Secondly, there is the crucial area of social care, which a number of people have mentioned and which was handled with such crassness by No. 10 during the election. Even after the council tax precept increases and the extra £2 billion for social care over the next three years that the Government have already announced, there will still be a shortfall of at least £2 billion by the end of 2019-20. Publicly funded care providers—residential and domiciliary—are now leaving at scale, as the recent ADASS survey shows.

More than a million older people now have unmet social care needs, which means that the hard-pressed NHS will find its acute hospitals even more full of older patients who should not be there and do not want to be there. We will all be interested to see the Government’s promised consultation paper on the future funding of social care—let us hope it is a bit more convincing than their manifesto. But social care needs more money now—this financial year in fact—to halt the attrition of publicly funded social care providers.

If the Government can produce in a fortnight or so an extra £1 billion for Northern Ireland, which has less than half the population of Greater Manchester, they should be able to do no less for the elderly and disabled people across England. Can the Minister say whether the Government will try to find for the next three years, starting now, at least £2 billion for English adult social care over and above the money already promised? Will they keep on increasing the adult social care budget at least in line with the growth of the NHS, which is another recommendation from this House’s Select Committee?

Thirdly, there are the serious workforce issues caused by Brexit mishandling. There are some 60,000 EU nationals working in the NHS, many of them doctors and nurses, as well as 90,000 working in social care, a high proportion of them in the London area. Registrations of nurses from the EU are falling significantly, and many doctors qualified in EEA countries—who amount to about 7% of the NHS’s medical workforce—are seriously considering leaving the UK. This flight of valued professionals is entirely of the Government’s own making, through their failure to produce any credible reassurances to EU citizens living and working here. The new White Paper looks unlikely to do that, and when the proposed immigration Bill comes to this House, we may have to help the Government do a proper job in this area. In the meantime, can the Minister tell us what bespoke measures the Government will take to give greater reassurance to staff from the EU currently working in the health and care sectors?

Fourthly, there is considerable need for clarification on the gaps between the Government’s manifesto and the gracious Speech on regulatory matters. Legislation to reform outdated laws on mental health, now 34 years old, was promised in the manifesto, but is not in the Queen’s Speech. When are we going to see that legislation, at the very least in draft form? Again, the manifesto promised to,

“reform and rationalise the current outdated system of professional regulation of healthcare professions, based on the advice of professional regulators”.

Legislation is badly needed, by both the GMC and many other regulators. Can the Minister say when we will see the legislation to reform this antiquated system— which is, again, 34 years old, and again as recommended by this House’s Select Committee?
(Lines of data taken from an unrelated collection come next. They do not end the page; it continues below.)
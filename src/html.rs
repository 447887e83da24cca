//! HTML dashboard generation
//!
//! Produces a single self-contained page: summary cards, Plotly charts loaded
//! from the CDN, and a top-N project table. The generation timestamp appears
//! once, in the header; everything else is a pure function of the records.

use crate::aggregate::{pollutant_rows, segment, top_by_co2, Aggregation, NO_GROUP};
use crate::types::{GroupTotals, ProjectRecord, SegmentTotals};
use crate::util::{format_int, format_number};
use serde_json::{json, Value};

const PLOTLY_CDN: &str = "https://cdn.plot.ly/plotly-2.35.2.min.js";

/// Render the dashboard page.
pub fn render_html(
    records: &[ProjectRecord],
    agg: &Aggregation,
    top_n: usize,
    generated_at: &str,
) -> String {
    format!(
        r#"<!DOCTYPE html>
<html lang="en">
<head>
    <meta charset="UTF-8">
    <meta name="viewport" content="width=device-width, initial-scale=1.0">
    <title>Project Environmental Dashboard</title>
    <script src="{cdn}"></script>
    <style>{css}</style>
</head>
<body>
    <div class="card">
        <h1>Project Environmental Dashboard</h1>
        <p class="meta">{count} projects tracked | Updated: {generated_at}</p>
    </div>
    {completed}
    {pipeline}
    {charts}
    {top_table}
    <script>{js}</script>
</body>
</html>
"#,
        cdn = PLOTLY_CDN,
        css = inline_css(),
        count = format_int(agg.all.count),
        generated_at = escape_html(generated_at),
        completed = render_segment_cards("Completed Projects", &agg.completed),
        pipeline = render_segment_cards("In-Progress Pipeline", &agg.pipeline),
        charts = render_chart_divs(),
        top_table = render_top_table(records, top_n),
        js = chart_script(records, agg),
    )
}

fn inline_css() -> &'static str {
    r#"
body { font-family: system-ui, -apple-system, 'Segoe UI', sans-serif; max-width: 1100px; margin: auto; padding: 20px; background: #f4f6f8; color: #1f2937; }
.card { background: white; padding: 20px; border-radius: 8px; box-shadow: 0 2px 4px rgba(0,0,0,0.1); margin-bottom: 20px; }
h1 { color: #2c3e50; margin: 0 0 0.5rem 0; }
h2 { color: #2c3e50; font-size: 1.2rem; margin-top: 0; }
.meta { color: #6b7280; font-size: 0.9rem; }
.summary { display: grid; grid-template-columns: repeat(auto-fit, minmax(160px, 1fr)); gap: 1rem; }
.metric { background: #f9fafb; padding: 0.75rem 1rem; border-radius: 6px; border-left: 4px solid #10b981; }
.metric h3 { font-size: 0.8rem; font-weight: 600; color: #6b7280; margin: 0 0 0.25rem 0; }
.metric .value { font-size: 1.4rem; font-weight: 700; }
.charts { display: grid; grid-template-columns: repeat(auto-fit, minmax(480px, 1fr)); gap: 20px; }
.chart { min-height: 360px; }
table { width: 100%; border-collapse: collapse; font-size: 0.9rem; }
th, td { padding: 6px 8px; border-bottom: 1px solid #e5e7eb; text-align: left; }
td.num { text-align: right; font-variant-numeric: tabular-nums; }
"#
}

fn metric(title: &str, value: String) -> String {
    format!(
        r#"<div class="metric"><h3>{}</h3><div class="value">{}</div></div>"#,
        escape_html(title),
        escape_html(&value)
    )
}

fn render_segment_cards(title: &str, totals: &SegmentTotals) -> String {
    let mut cards = vec![
        metric("Projects", format_int(totals.count)),
        metric("CO2 Avoided (tons/yr)", format_number(totals.total_co2_tons, 1)),
        metric("Cost Savings ($/yr)", format_number(totals.total_cost_savings, 0)),
        metric("Cars Off the Road", format_number(totals.cars_equivalent, 1)),
    ];
    for (label, lb) in pollutant_rows(&totals.pollutant_lb).into_iter().skip(1) {
        cards.push(metric(&format!("{} Avoided (lb/yr)", label), format_number(lb, 1)));
    }
    format!(
        r#"<div class="card">
        <h2>{}</h2>
        <div class="summary">{}</div>
    </div>"#,
        escape_html(title),
        cards.join("")
    )
}

fn render_chart_divs() -> String {
    r#"<div class="card charts">
        <div id="chart-status" class="chart"></div>
        <div id="chart-region" class="chart"></div>
        <div id="chart-cost" class="chart"></div>
        <div id="chart-year" class="chart"></div>
    </div>"#
        .to_string()
}

fn render_top_table(records: &[ProjectRecord], top_n: usize) -> String {
    let seg = segment(records);
    let top = top_by_co2(&seg.all, top_n);
    if top.is_empty() {
        return r#"<div class="card"><h2>Top Projects</h2><p>No projects yet.</p></div>"#
            .to_string();
    }
    let rows: Vec<String> = top
        .iter()
        .map(|r| {
            format!(
                r#"<tr><td>{}</td><td>{}</td><td>{}</td><td>{}</td><td>{}</td><td class="num">{}</td><td class="num">{}</td><td class="num">{}</td></tr>"#,
                escape_html(&r.id),
                escape_html(&r.name),
                escape_html(&r.region),
                escape_html(&r.status),
                escape_html(&r.equipment_type),
                format_number(r.total_co2_tons, 2),
                format_number(r.total_cost_savings, 0),
                format_number(r.cars_equivalent, 2),
            )
        })
        .collect();
    format!(
        r#"<div class="card">
        <h2>Top {n} Projects by CO2 Impact</h2>
        <table>
            <thead><tr><th>ID</th><th>Name</th><th>County</th><th>Status</th><th>Equipment</th><th>CO2 (tons/yr)</th><th>Cost Savings ($/yr)</th><th>Cars</th></tr></thead>
            <tbody>{rows}</tbody>
        </table>
    </div>"#,
        n = top.len(),
        rows = rows.join("\n")
    )
}

fn group_axes(groups: &[GroupTotals]) -> (Vec<&str>, Vec<f64>) {
    groups
        .iter()
        .map(|g| (g.key.as_str(), g.total_co2_tons))
        .unzip()
}

/// Plotly figures as JSON, one `newPlot` call per chart.
fn chart_script(records: &[ProjectRecord], agg: &Aggregation) -> String {
    let (status_labels, status_values) = group_axes(&agg.by_status);
    let (region_x, region_y) = group_axes(&agg.completed_by_region);
    let dated: Vec<GroupTotals> = agg
        .completed_by_year
        .iter()
        .filter(|g| g.key != NO_GROUP)
        .cloned()
        .collect();
    let (year_x, year_y) = group_axes(&dated);
    let cost_x: Vec<f64> = records.iter().map(|r| r.implementation_cost).collect();
    let savings_y: Vec<f64> = records.iter().map(|r| r.total_cost_savings).collect();
    let hover: Vec<&str> = records
        .iter()
        .map(|r| if r.name.is_empty() { r.id.as_str() } else { r.name.as_str() })
        .collect();

    let figures: Vec<(&str, Value)> = vec![
        (
            "chart-status",
            json!({
                "data": [{ "type": "pie", "labels": status_labels, "values": status_values, "hole": 0.4 }],
                "layout": { "title": "CO2 Avoided by Status (tons/yr)" }
            }),
        ),
        (
            "chart-region",
            json!({
                "data": [{ "type": "bar", "x": region_x, "y": region_y, "marker": { "color": "#10b981" } }],
                "layout": { "title": "Completed CO2 Reductions by County (tons/yr)" }
            }),
        ),
        (
            "chart-cost",
            json!({
                "data": [{
                    "type": "scatter",
                    "mode": "markers",
                    "x": cost_x,
                    "y": savings_y,
                    "text": hover
                }],
                "layout": {
                    "title": "Implementation Cost vs. Annual Savings",
                    "xaxis": { "title": "Implementation Cost ($)" },
                    "yaxis": { "title": "Cost Savings ($/yr)" }
                }
            }),
        ),
        (
            "chart-year",
            json!({
                "data": [{ "type": "scatter", "mode": "lines+markers", "x": year_x, "y": year_y }],
                "layout": { "title": "Completed CO2 Reductions by Year (tons/yr)" }
            }),
        ),
    ];

    figures
        .into_iter()
        .map(|(id, fig)| {
            format!(
                "(function (f) {{ Plotly.newPlot('{}', f.data, f.layout, {{responsive: true}}); }})({});",
                id,
                script_json(&fig)
            )
        })
        .collect::<Vec<_>>()
        .join("\n")
}

/// JSON safe to inline in a `<script>` block.
fn script_json(v: &Value) -> String {
    v.to_string().replace("</", "<\\/")
}

pub fn escape_html(s: &str) -> String {
    let mut out = String::with_capacity(s.len());
    for ch in s.chars() {
        match ch {
            '&' => out.push_str("&amp;"),
            '<' => out.push_str("&lt;"),
            '>' => out.push_str("&gt;"),
            '"' => out.push_str("&quot;"),
            '\'' => out.push_str("&#39;"),
            _ => out.push(ch),
        }
    }
    out
}

#[cfg(test)]
mod tests {
    use super::*;
    use crate::aggregate::aggregate;
    use crate::schema::Schema;

    fn sample() -> Vec<ProjectRecord> {
        vec![
            ProjectRecord {
                id: "1".into(),
                name: "LED retrofit".into(),
                status: "Yes".into(),
                region: "Salt Lake".into(),
                total_co2_tons: 6.6,
                year: 2024,
                ..ProjectRecord::default()
            },
            ProjectRecord {
                id: "2".into(),
                name: "<script>alert(1)</script>".into(),
                status: "In Progress".into(),
                region: "Utah".into(),
                total_co2_tons: 1.0,
                ..ProjectRecord::default()
            },
        ]
    }

    #[test]
    fn page_has_every_section() {
        let records = sample();
        let agg = aggregate(&records, &Schema::default());
        let page = render_html(&records, &agg, 10, "2026-01-05 12:00 UTC");
        assert!(page.starts_with("<!DOCTYPE html>"));
        assert!(page.contains("Completed Projects"));
        assert!(page.contains("In-Progress Pipeline"));
        assert!(page.contains("Top 2 Projects by CO2 Impact"));
        for id in ["chart-status", "chart-region", "chart-cost", "chart-year"] {
            assert!(page.contains(&format!("Plotly.newPlot('{}'", id)));
            assert!(page.contains(&format!("id=\"{}\"", id)));
        }
        assert_eq!(page.matches("2026-01-05 12:00 UTC").count(), 1);
    }

    #[test]
    fn embedded_text_is_escaped() {
        let records = sample();
        let agg = aggregate(&records, &Schema::default());
        let page = render_html(&records, &agg, 10, "now");
        assert!(!page.contains("<script>alert(1)</script>"));
        assert!(page.contains("&lt;script&gt;alert(1)&lt;/script&gt;"));
    }

    #[test]
    fn top_n_limits_table_rows() {
        let records = sample();
        let agg = aggregate(&records, &Schema::default());
        let page = render_html(&records, &agg, 1, "now");
        assert!(page.contains("Top 1 Projects by CO2 Impact"));
        assert!(page.contains("LED retrofit"));
    }

    #[test]
    fn escapes_markup() {
        assert_eq!(escape_html(r#"A & "B" <c>"#), "A &amp; &quot;B&quot; &lt;c&gt;");
    }
}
Finally, I draw the attention of the Minister and his senior colleagues to the latest British Social Attitudes survey, published yesterday. This shows that an increasing majority of people in this country support higher taxes for better public services, especially education and health. I remind the Minister that it was penny-pinching on the NHS in the 1990s that contributed to the Conservatives’ landslide loss in 1997, helped of course by a Labour leader who knew how to actually win elections—three on the trot, as I recall.